Son diminutas, cada lámpara menos deslumbrante que una sola estrella en la noche; sin embargo, también son inmensas, y su luz combinada hace que incluso la luna parezca más tenue en comparación.

Qin Moyu finalmente comprendió por qué la luz del último piso era tan deslumbrante.

—Porque la luz en el tejado proviene de las luces de miles de hogares, incontables luces.

La planta superior del Pabellón de Observación de Estrellas es un pequeño pabellón que sobresale hacia afuera. Carece de la majestuosidad de vigas talladas y cabrios pintados, y solo cuenta con un sencillo conjunto de mesas y sillas de madera; carece de joyas y piedras preciosas ostentosas, y solo tiene una partida de ajedrez sin terminar sobre la mesa de madera; no hay fuego brillante, solo la resplandeciente Vía Láctea abajo.

Qin Moyu aún recordaba cuando Shen Mo lo llevó a contemplar el cielo desde la espada voladora; las volutas de humo que se elevaban y las luces centelleantes que se encendían ya lo hacían sentir renovado y feliz. Pero ahora, contemplando el cielo desde el Pabellón de Observación de Estrellas, era aún mejor.

Si las nubes en el cielo son intocables, entonces el río estrellado de luces que vemos ahora mismo está muy cerca.

La brisa vespertina sopla suavemente, besando los cabellos sueltos en las puntas de tu cabello, y luego se instala silenciosamente en tu corazón.

"Qué belleza...", murmuró Qin Moyu para sí misma, con la mente aparentemente embriagada por aquel esplendor.

Entonces Shen Mo comenzó a contar una historia lentamente.

Hace muchísimo tiempo, existió un caballero que, sin ninguna habilidad de cultivo, poseía un conocimiento extraordinario. Era un ser inmortal por naturaleza. No importaba cómo lo mataran, podía resucitar. Como no tenía nombre, solo el apellido Fei, todos lo llamaban señor Fei.

El señor Fei es un experto en astronomía y geografía, además de ser amable y bondadoso. Sin embargo, entre sus numerosos alumnos se encuentran cultivadores malvados de mala fama y héroes caballerosos que defienden la justicia. Es respetado por todas las facciones de los cuatro continentes, pero siempre sonríe y dice que en realidad no sabe nada, simplemente vive muchos años.
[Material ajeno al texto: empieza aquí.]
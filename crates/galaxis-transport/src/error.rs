use galaxis_protocol::ProtocolError;

/// Errors that can occur in the transport layer.
#[derive(Debug, thiserror::Error)]
pub enum TransportError {
    /// Reading from or writing to the underlying stream failed.
    #[error("i/o error: {0}")]
    Io(#[from] std::io::Error),

    /// An incoming header was malformed. The stream is out of sync and
    /// must be closed.
    #[error("framing error: {0}")]
    Protocol(#[from] ProtocolError),

    /// An outgoing envelope is larger than this connection may send.
    /// Nothing was written.
    #[error("payload of {len} bytes exceeds the {max} byte frame limit")]
    PayloadTooLarge { len: usize, max: usize },

    /// The peer closed the stream in the middle of a frame.
    #[error("connection closed mid-frame ({buffered} bytes buffered)")]
    Closed { buffered: usize },

    /// Binding or accepting connections failed.
    #[error("accept failed: {0}")]
    AcceptFailed(#[source] std::io::Error),
}

impl TransportError {
    /// Returns `true` if the connection can no longer be used.
    pub fn is_fatal(&self) -> bool {
        !matches!(self, Self::PayloadTooLarge { .. })
    }
}
#[cfg(test)]
mod tests {
    use super::*;
    use crate::codec::JsonCodec;
    use crate::error::CodecError;

    /// A value every codec refuses to encode.
    struct Unencodable;

    impl Serialize for Unencodable {
        fn serialize<S: serde::Serializer>(&self, _: S) -> std::result::Result<S::Ok, S::Error> {
            Err(serde::ser::Error::custom("refused"))
        }
    }

    #[test]
    fn test_text_builders_route_to_server() {
        let env = chat(PlayerId(3), "hello");
        assert_eq!(env.kind(), MessageKind::HumanPlayerChat);
        assert_eq!(env.sender(), PlayerId(3));
        assert_eq!(env.receiver(), PlayerId::SERVER);
        assert_eq!(env.module(), Module::Core);
        assert_eq!(env.payload(), b"hello");
    }

    #[test]
    fn test_acks_carry_literal_payload() {
        for env in [host_sp_ack(PlayerId(1)), host_mp_ack(PlayerId(1))] {
            assert_eq!(env.sender(), PlayerId::SERVER);
            assert_eq!(env.receiver(), PlayerId(1));
            assert_eq!(env.text(), "ACK");
        }
    }

    #[test]
    fn test_join_game_uses_server_sentinel_both_ways() {
        let env = join_game("Ana");
        assert_eq!(env.sender(), PlayerId::SERVER);
        assert_eq!(env.receiver(), PlayerId::SERVER);
        assert_eq!(env.text(), "Ana");

        let ack = join_ack(PlayerId(5));
        assert_eq!(ack.receiver(), PlayerId(5));
        assert_eq!(ack.text(), "5");
    }

    #[test]
    fn test_lobby_server_forms_target_lobby_module() {
        assert_eq!(server_lobby_chat(PlayerId(1), PlayerId(2), "hi").module(), Module::ClientLobby);
        assert_eq!(server_lobby_exit(PlayerId(1), PlayerId(2)).module(), Module::ClientLobby);
        assert_eq!(server_lobby_host_abort(PlayerId(2)).module(), Module::ClientLobby);
        assert_eq!(lobby_chat(PlayerId(1), PlayerId(2), "hi").module(), Module::Core);
        assert_eq!(lobby_exit(PlayerId(1)).payload_len(), 0);
    }

    #[test]
    fn test_server_save_game_module_depends_on_done() {
        assert_eq!(server_save_game(PlayerId(1), false).module(), Module::Core);
        assert_eq!(
            server_save_game(PlayerId(1), true).module(),
            Module::ClientSynchronousResponse
        );
    }

    #[test]
    fn test_combat_reports_target_combat_module() {
        let env = combat_round_update(PlayerId(2), &[1, 2, 3]);
        assert_eq!(env.kind(), MessageKind::CombatRoundUpdate);
        assert_eq!(env.module(), Module::ClientCombat);
        assert_eq!(env.payload(), &[1, 2, 3]);
    }

    #[test]
    fn test_victory_payload() {
        let env = victory(PlayerId(4));
        assert_eq!(env.kind(), MessageKind::EndGame);
        assert_eq!(env.text(), VICTORY);
        assert_eq!(end_game(PlayerId::SERVER, PlayerId(4)).payload_len(), 0);
    }

    #[test]
    fn test_encode_failure_produces_no_envelope() {
        let err = turn_orders(&JsonCodec, PlayerId(2), &Unencodable).unwrap_err();
        match err {
            ProtocolError::PayloadEncode { kind, source } => {
                assert_eq!(kind, MessageKind::TurnOrders);
                assert!(matches!(source, CodecError::Json(_)));
            }
            other => panic!("unexpected error: {other}"),
        }
    }
}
Siempre viaja por los cuatro continentes, y nadie sabe en cuál se quedará después. Pero lo que sí es seguro es que, mientras una potencia pueda retenerlo y contar con su ayuda, esa potencia puede crecer rápidamente.

El último lugar donde se alojó el Sr. Fei en los Cuatro Continentes fue el Reino del Sur.

Ayudó al emperador, que entonces tenía siete años, a crecer, lo vio expandir su territorio, lo ayudó a consolidar su poder y finalmente desapareció en el Pabellón de Observación de Estrellas construido para él por el emperador.

Nadie sabe adónde fue, del mismo modo que nadie sabe de dónde vino.

Se dice que tuvieron una fuerte discusión antes de que se construyera el Pabellón de Observación de Estrellas. Para calmar al señor Fei, el antepasado lo trajo hasta aquí. El antepasado le hizo una pregunta, pero la respuesta que recibió fue que el señor Fei había desaparecido.